Il faut tenir compte du fait que cette structure hiérarchique avec ses différents degrés ne pouvait pas être une innovation, mais reflétait une tradition, puisque trois ans plus tard, le pape Étienne Ier écrivait à saint Cyprien de Carthage que dans l’Église romaine il n’y a pas d’innovations, formulant la célèbre expression : « nihil innovetur nisi quod traditum est » (in Cyprian, Ep. 74). Eusèbe de Césarée décrivait par ces mots l’attitude du pape Étienne Ier, qui a certainement aussi caractérisé ses prédécesseurs, les Pontifes romains : « Stephanus nihil adversus traditionem, quae iam inde ab ultimis temporibus obtinuerat, innovandum ratus est » (Etienne a décidé de ne pas approuver les innovations contraires à la tradition, qu’il a reçues des temps plus anciens) (Histoire Ecclésiastique, VII, 3:1).

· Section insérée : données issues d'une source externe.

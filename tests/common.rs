// ABOUTME: Shared test utilities for gasex integration tests
// ABOUTME: Writes synthetic exercise-test files into temporary directories
//
// SPDX-License-Identifier: MIT OR Apache-2.0
// Copyright (c) 2025 The gasex Developers
#![allow(
    dead_code,
    clippy::missing_panics_doc,
    clippy::must_use_candidate,
    clippy::unwrap_used
)]
//! Shared test utilities for `gasex`

use std::fmt::Write as _;
use std::fs;
use std::path::{Path, PathBuf};
use std::sync::Once;

static INIT_LOGGER: Once = Once::new();

/// Initialize quiet logging for tests (call once per test process)
pub fn init_test_logging() {
    INIT_LOGGER.call_once(|| {
        let log_level = match std::env::var("TEST_LOG").as_deref() {
            Ok("TRACE") => tracing::Level::TRACE,
            Ok("DEBUG") => tracing::Level::DEBUG,
            Ok("INFO") => tracing::Level::INFO,
            _ => tracing::Level::WARN,
        };

        tracing_subscriber::fmt()
            .with_max_level(log_level)
            .with_test_writer()
            .init();
    });
}

/// (t, VO2, VCO2) rows with a slope change at VO2 = 5
pub fn piecewise_rows() -> Vec<(f64, f64, f64)> {
    (1..=10)
        .map(|i| {
            let vo2 = f64::from(i);
            let vco2 = if vo2 <= 5.0 { vo2 } else { 2.0f64.mul_add(vo2, -5.0) };
            (10.0 * (vo2 - 1.0), vo2, vco2)
        })
        .collect()
}

/// Rows of a 60-step ramp breaking at VO2 = 2.3
pub fn ramp_rows() -> Vec<(f64, f64, f64)> {
    (0..60)
        .map(|k| {
            let vo2 = 0.04f64.mul_add(f64::from(k), 0.8);
            let clean = if vo2 <= 2.3 {
                0.9 * vo2
            } else {
                1.35f64.mul_add(vo2 - 2.3, 2.07)
            };
            (
                10.0 * f64::from(k),
                vo2,
                0.01f64.mul_add((1.7 * f64::from(k)).sin(), clean),
            )
        })
        .collect()
}

/// CSV text with the standard header
pub fn csv_text(rows: &[(f64, f64, f64)]) -> String {
    let mut out = String::from("t,VO2,VCO2\n");
    for (t, vo2, vco2) in rows {
        writeln!(out, "{t},{vo2},{vco2}").unwrap();
    }
    out
}

/// JSON text with parallel column arrays
pub fn json_text(rows: &[(f64, f64, f64)]) -> String {
    serde_json::json!({
        "t": rows.iter().map(|r| r.0).collect::<Vec<_>>(),
        "VO2": rows.iter().map(|r| r.1).collect::<Vec<_>>(),
        "VCO2": rows.iter().map(|r| r.2).collect::<Vec<_>>(),
    })
    .to_string()
}

/// Write `contents` to `dir/name`
pub fn write_file(dir: &Path, name: &str, contents: &str) -> PathBuf {
    let path = dir.join(name);
    fs::write(&path, contents).unwrap();
    path
}
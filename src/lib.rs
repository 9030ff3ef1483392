// ABOUTME: Gas Exchange Threshold batch tool: ingestion, output sinks, reports, and logging
// ABOUTME: Builds on gasex-core models and the gasex-intelligence analysis engine
//
// SPDX-License-Identifier: MIT OR Apache-2.0
// Copyright (c) 2025 The gasex Developers

#![deny(unsafe_code)]

//! # Gasex
//!
//! Detects the Gas Exchange Threshold (GET) in VO2/VCO2 exercise-test data.
//!
//! ```text
//! path ──► ingest ──► BatchAnalyzer (rayon) ──► report
//!                              │
//!                              └──► OutputSink (charts, console)
//! ```

/// Loading samples from CSV and JSON files
pub mod ingest;

/// Structured logging setup
pub mod logging;

/// Text table and JSON summary
pub mod report;

/// Ingestion, analysis and delivery in one pass
pub mod runner;

/// Pluggable result destinations
pub mod sinks;

pub use gasex_core::{AnalysisStage, ErrorCode, Sample, ThresholdError, ThresholdResult};
pub use gasex_intelligence::{
    AnalysisResult, BatchInput, BatchReport, GasExchangeAnalyzer, OutOfRangePolicy,
    ThresholdConfig,
};
pub use runner::{DeliveryFailure, RunOutput, Runner};
// ABOUTME: Configuration module for the threshold engine
// ABOUTME: Re-exports tolerance and policy configuration types
//
// SPDX-License-Identifier: MIT OR Apache-2.0
// Copyright (c) 2025 The gasex Developers

/// Configuration error types
pub mod error;

/// Numerical tolerances and out-of-range policy
pub mod threshold;

pub use error::ConfigError;
pub use threshold::{OutOfRangePolicy, ThresholdConfig};
use std::any::type_name;
use std::fmt;
use std::future::Future;
use std::sync::Arc;
use std::time::Duration;

use tracing::Instrument;

use super::key_lock::KeyLockDir;
use super::single_flight::{RunClaim, RunRegistry};
use crate::consumer::{ConsumerJob, ConsumerOutcome};
use crate::dispatch::{ProvisionBackend, RunnerDispatcher};
use crate::error::ProvisionError;
use crate::events::{RunEvent, RunEventPayload, RunEventPublisher};
use crate::identity::{IdentityBroker, RunIdentity};
use crate::registry::RegistryAuthenticator;
use crate::run::{RunContext, RunId, RunKey, RunState, RunTrace, RunTrigger};
use crate::telemetry;
use crate::validate::{ProvisionConfirmation, validate_response};

/// Default bound on the identity and registry stages.
pub const DEFAULT_STAGE_TIMEOUT: Duration = Duration::from_secs(120);

/// Configuration for the provisioning orchestrator.
#[derive(Clone, Debug)]
pub struct OrchestratorConfig {
    /// Opaque results sink handed to the consumer job.
    pub results_location: Option<String>,
    /// Bound on each of the identity and registry stages.
    pub stage_timeout: Duration,
    /// Shared lock directory extending single-flight across processes.
    /// In-process only when unset.
    pub lock_dir: Option<KeyLockDir>,
}

impl Default for OrchestratorConfig {
    fn default() -> Self {
        Self {
            results_location: None,
            stage_timeout: DEFAULT_STAGE_TIMEOUT,
            lock_dir: None,
        }
    }
}

/// A run that reached `Confirmed`.
///
/// Holds the run's claim on its key until dropped.
#[derive(Debug)]
pub struct ProvisionedRun {
    pub context: RunContext,
    pub confirmation: ProvisionConfirmation,
    pub trace: RunTrace,
    claim: RunClaim,
}

impl ProvisionedRun {
    pub fn claim(&self) -> &RunClaim {
        &self.claim
    }

    pub fn states(&self) -> Vec<RunState> {
        self.trace.states()
    }
}

/// Summary of a finished run.
#[derive(Clone, Debug)]
pub struct RunReport {
    pub run_id: RunId,
    pub run_key: RunKey,
    pub states: Vec<RunState>,
    pub confirmation: ProvisionConfirmation,
    pub consumer: Option<ConsumerOutcome>,
}

/// Drives the provisioning chain for each trigger, one run in flight per
/// RunKey.
pub struct ProvisioningOrchestrator<I, R, B>
where
    I: IdentityBroker + 'static,
    R: RegistryAuthenticator + 'static,
    B: ProvisionBackend + 'static,
{
    config: OrchestratorConfig,
    identity: Arc<I>,
    registry: Arc<R>,
    dispatcher: RunnerDispatcher<Arc<B>>,
    consumer: Option<Arc<dyn ConsumerJob>>,
    events: Arc<dyn RunEventPublisher>,
    runs: RunRegistry,
}

impl<I, R, B> fmt::Debug for ProvisioningOrchestrator<I, R, B>
where
    I: IdentityBroker + 'static,
    R: RegistryAuthenticator + 'static,
    B: ProvisionBackend + 'static,
{
    fn fmt(&self, f: &mut fmt::Formatter<'_>) -> fmt::Result {
        f.debug_struct("ProvisioningOrchestrator")
            .field("config", &self.config)
            .field("identity_type", &type_name::<I>())
            .field("registry_type", &type_name::<R>())
            .field("dispatcher", &self.dispatcher)
            .field("consumer_set", &self.consumer.is_some())
            .field("runs", &self.runs)
            .finish()
    }
}

impl<I, R, B> ProvisioningOrchestrator<I, R, B>
where
    I: IdentityBroker + 'static,
    R: RegistryAuthenticator + 'static,
    B: ProvisionBackend + 'static,
{
    pub fn new(
        config: OrchestratorConfig,
        identity: Arc<I>,
        registry: Arc<R>,
        dispatcher: RunnerDispatcher<Arc<B>>,
        consumer: Option<Arc<dyn ConsumerJob>>,
        events: Arc<dyn RunEventPublisher>,
    ) -> Self {
        let runs = match config.lock_dir.clone() {
            Some(lock_dir) => RunRegistry::with_lock_dir(lock_dir),
            None => RunRegistry::new(),
        };
        Self {
            config,
            identity,
            registry,
            dispatcher,
            consumer,
            events,
            runs,
        }
    }

    pub fn config(&self) -> &OrchestratorConfig {
        &self.config
    }

    pub fn runs(&self) -> &RunRegistry {
        &self.runs
    }

    pub fn dispatcher(&self) -> &RunnerDispatcher<Arc<B>> {
        &self.dispatcher
    }

    /// Get a clone of the event publisher.
    pub fn events(&self) -> Arc<dyn RunEventPublisher> {
        Arc::clone(&self.events)
    }

    /// Run the chain up to `Confirmed`.
    ///
    /// A newer trigger for the same key supersedes this run until its
    /// dispatch starts; after that the dispatch completes and a confirmed
    /// runner is never torn down.
    ///
    /// # Errors
    ///
    /// The first stage error, or [`ProvisionError::Superseded`].
    pub async fn provision(&self, trigger: &RunTrigger) -> Result<ProvisionedRun, ProvisionError> {
        let ctx = RunContext::from_trigger(trigger, self.config.results_location.clone())?;
        telemetry::record_run_started(&ctx.run_key);

        let claim = self
            .runs
            .claim(ctx.run_key.clone(), ctx.run_id)
            .map_err(lock_error)?;
        let mut trace = RunTrace::new();

        let span = telemetry::run_span(ctx.run_id, &ctx.run_key);
        let outcome = self.drive(&ctx, &claim, &mut trace).instrument(span).await;
        match outcome {
            Ok(confirmation) => Ok(ProvisionedRun {
                context: ctx,
                confirmation,
                trace,
                claim,
            }),
            Err(err) => {
                self.fail(&ctx, &mut trace, &err).await;
                Err(err)
            }
        }
    }

    /// Provision, then run the consumer job on the confirmed runner.
    ///
    /// The consumer is not started unless provisioning confirmed, and it is
    /// not preempted by a newer trigger.
    ///
    /// # Errors
    ///
    /// Any [`provision`](Self::provision) error, or
    /// [`ProvisionError::Consumer`].
    pub async fn run(&self, trigger: &RunTrigger) -> Result<RunReport, ProvisionError> {
        let ProvisionedRun {
            context,
            confirmation,
            mut trace,
            claim,
        } = self.provision(trigger).await?;

        let Some(consumer) = &self.consumer else {
            telemetry::record_run_finished(&context.run_key, "confirmed");
            return Ok(RunReport {
                run_id: context.run_id,
                run_key: context.run_key,
                states: trace.states(),
                confirmation,
                consumer: None,
            });
        };

        self.advance(&context, &mut trace, RunState::RunnerJobActive)
            .await;
        let timer = telemetry::start_stage("consumer");
        let outcome = consumer
            .run(&context, &confirmation)
            .instrument(telemetry::consumer_span(context.run_id))
            .await;
        timer.finish();

        self.publish(
            &context,
            RunEventPayload::ConsumerFinished {
                run_id: context.run_id,
                success: outcome.is_ok(),
                exit_code: outcome.as_ref().ok().and_then(|done| done.exit_code),
            },
        )
        .await;

        let outcome = match outcome {
            Ok(outcome) => outcome,
            Err(err) => {
                self.fail(&context, &mut trace, &err).await;
                return Err(err);
            }
        };
        self.advance(&context, &mut trace, RunState::RunnerJobComplete)
            .await;
        telemetry::record_run_finished(&context.run_key, "completed");
        drop(claim);

        Ok(RunReport {
            run_id: context.run_id,
            run_key: context.run_key,
            states: trace.states(),
            confirmation,
            consumer: Some(outcome),
        })
    }

    async fn drive(
        &self,
        ctx: &RunContext,
        claim: &RunClaim,
        trace: &mut RunTrace,
    ) -> Result<ProvisionConfirmation, ProvisionError> {
        self.publish(
            ctx,
            RunEventPayload::Triggered {
                run_id: ctx.run_id,
                runner_count: ctx.runner_count.get(),
                compute_tier: ctx.compute_tier,
            },
        )
        .await;
        if let Some(previous) = claim.superseded() {
            self.publish(
                ctx,
                RunEventPayload::Superseded {
                    run_id: previous,
                    by: ctx.run_id,
                },
            )
            .await;
        }

        let RunIdentity {
            requestor_token,
            cloud_credential,
        } = self
            .guarded(
                ctx,
                claim,
                "identity",
                ProvisionError::Authentication,
                self.identity
                    .acquire(ctx)
                    .instrument(telemetry::identity_span(ctx.run_id)),
            )
            .await?;
        self.advance(ctx, trace, RunState::IdentityAcquired).await;

        let login = self
            .guarded(
                ctx,
                claim,
                "registry",
                ProvisionError::RegistryAuth,
                self.registry
                    .login(ctx, &cloud_credential)
                    .instrument(telemetry::registry_span(ctx.run_id)),
            )
            .await?;
        self.advance(ctx, trace, RunState::RegistryAuthenticated)
            .await;

        let gate = tokio::select! {
            biased;
            _ = claim.token().cancelled() => return Err(superseded(ctx)),
            gate = claim.dispatch_gate() => gate.map_err(lock_error)?,
        };
        // the key may have changed hands while queued on the gate
        if claim.is_superseded() {
            return Err(superseded(ctx));
        }
        // nothing is sent, and no dispatch reported, with stale material
        self.dispatcher
            .check_scope(ctx, &cloud_credential, &login)?;

        self.advance(ctx, trace, RunState::Dispatched).await;
        self.publish(ctx, RunEventPayload::DispatchSent { run_id: ctx.run_id })
            .await;
        let timer = telemetry::start_stage("dispatch");
        let response = self
            .dispatcher
            .dispatch(ctx, requestor_token, &cloud_credential, &login)
            .await;
        timer.finish();
        drop(gate);
        let response = response?;

        let confirmation =
            telemetry::validate_span(ctx.run_id).in_scope(|| validate_response(&response))?;
        self.advance(ctx, trace, RunState::Confirmed).await;
        self.publish(
            ctx,
            RunEventPayload::Confirmed {
                run_id: ctx.run_id,
                status_code: confirmation.status_code,
            },
        )
        .await;
        tracing::info!(run_id = %ctx.run_id, "runner confirmed");

        Ok(confirmation)
    }

    /// Run a pre-dispatch stage, racing it against supersession and the
    /// stage timeout.
    async fn guarded<T, F>(
        &self,
        ctx: &RunContext,
        claim: &RunClaim,
        stage: &'static str,
        on_timeout: fn(String) -> ProvisionError,
        work: F,
    ) -> Result<T, ProvisionError>
    where
        F: Future<Output = Result<T, ProvisionError>>,
    {
        let limit = self.config.stage_timeout;
        let timer = telemetry::start_stage(stage);
        let result = tokio::select! {
            biased;
            _ = claim.token().cancelled() => Err(superseded(ctx)),
            outcome = tokio::time::timeout(limit, work) => outcome.unwrap_or_else(|_| {
                Err(on_timeout(format!("{stage} stage timed out after {}s", limit.as_secs())))
            }),
        };
        timer.finish();
        result
    }

    async fn advance(&self, ctx: &RunContext, trace: &mut RunTrace, next: RunState) {
        match trace.advance(next) {
            Ok(from) => {
                tracing::debug!(run_id = %ctx.run_id, %from, to = %next, "run transitioned");
                self.publish(
                    ctx,
                    RunEventPayload::Transitioned {
                        run_id: ctx.run_id,
                        from,
                        to: next,
                    },
                )
                .await;
            }
            Err(err) => tracing::error!(run_id = %ctx.run_id, error = %err, "transition rejected"),
        }
    }

    async fn fail(&self, ctx: &RunContext, trace: &mut RunTrace, err: &ProvisionError) {
        self.advance(ctx, trace, RunState::Failed).await;
        match err {
            ProvisionError::Superseded { .. } => {
                tracing::info!(run_id = %ctx.run_id, run_key = %ctx.run_key, "run superseded");
            }
            ProvisionError::ProvisioningFailed {
                reason,
                raw_response,
            } => {
                tracing::error!(
                    run_id = %ctx.run_id,
                    reason = %reason,
                    raw_response = %raw_response,
                    "runner provisioning failed"
                );
            }
            other => {
                tracing::error!(
                    run_id = %ctx.run_id,
                    stage = other.stage(),
                    error = %other,
                    "run failed"
                );
            }
        }
        self.publish(
            ctx,
            RunEventPayload::Failed {
                run_id: ctx.run_id,
                stage: err.stage().to_string(),
                reason: err.to_string(),
            },
        )
        .await;
        let outcome = if err.is_superseded() {
            "superseded"
        } else {
            "failed"
        };
        telemetry::record_run_finished(&ctx.run_key, outcome);
    }

    async fn publish(&self, ctx: &RunContext, payload: RunEventPayload) {
        if let Err(err) = self.events.publish(RunEvent::new(ctx, payload)).await {
            tracing::warn!(run_id = %ctx.run_id, "publish run event failed: {err}");
        }
    }
}

fn lock_error(err: std::io::Error) -> ProvisionError {
    ProvisionError::Config(format!("run key lock unavailable: {err}"))
}

fn superseded(ctx: &RunContext) -> ProvisionError {
    ProvisionError::Superseded {
        run_key: ctx.run_key.to_string(),
    }
}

Dans un domaine aussi important que celui de la structure hiérarchique, l’existence des cinq degrés de ministres inférieurs au diaconat ne pouvait, au milieu du troisième siècle, être une innovation contre la tradition. L’existence pacifique de ces degrés inférieurs au diaconat présupposait donc une tradition plus ou moins longue et devait remonter dans l’Église romaine au moins au deuxième siècle, c’est-à-dire à l’époque post-apostolique immédiate. Selon le témoignage de tous les documents liturgiques ainsi que celui des Pères de l’Église à partir du deuxième siècle, le lecteur et ensuite aussi les autres ministères liturgiques inférieurs (portier, exorciste, acolyte, sous-diacre) appartenaient au clergé et la fonction leur était conférée par une ordination, fût-elle sans imposition des mains. L’Église orientale utilisait et utilise encore deux expressions différentes. Pour les ordinations sacramentelles de l’épiscopat, du presbytère et du diaconat, le mot cheirotenia est utilisé, tandis que pour les ordinations des clercs mineurs (sous-diacres, acolytes, lecteurs), le mot cheirotesia est utilisé. Afin de désigner que les fonctions des ministres inférieurs au diacre sont, d’une certaine manière, contenues dans le ministère du diacre lui-même et proviennent de celui-ci, l’Église a également attribué aux ministres liturgiques inférieurs le terme ordo, le même terme avec lequel sont désignés les ministres hiérarchiques de l’ordre sacramentel, avec cependant la spécification « ordres mineurs » pour les distinguer des trois « ordres majeurs » (diaconat, presbytère, épiscopat) qui ont un caractère sacramentel. […]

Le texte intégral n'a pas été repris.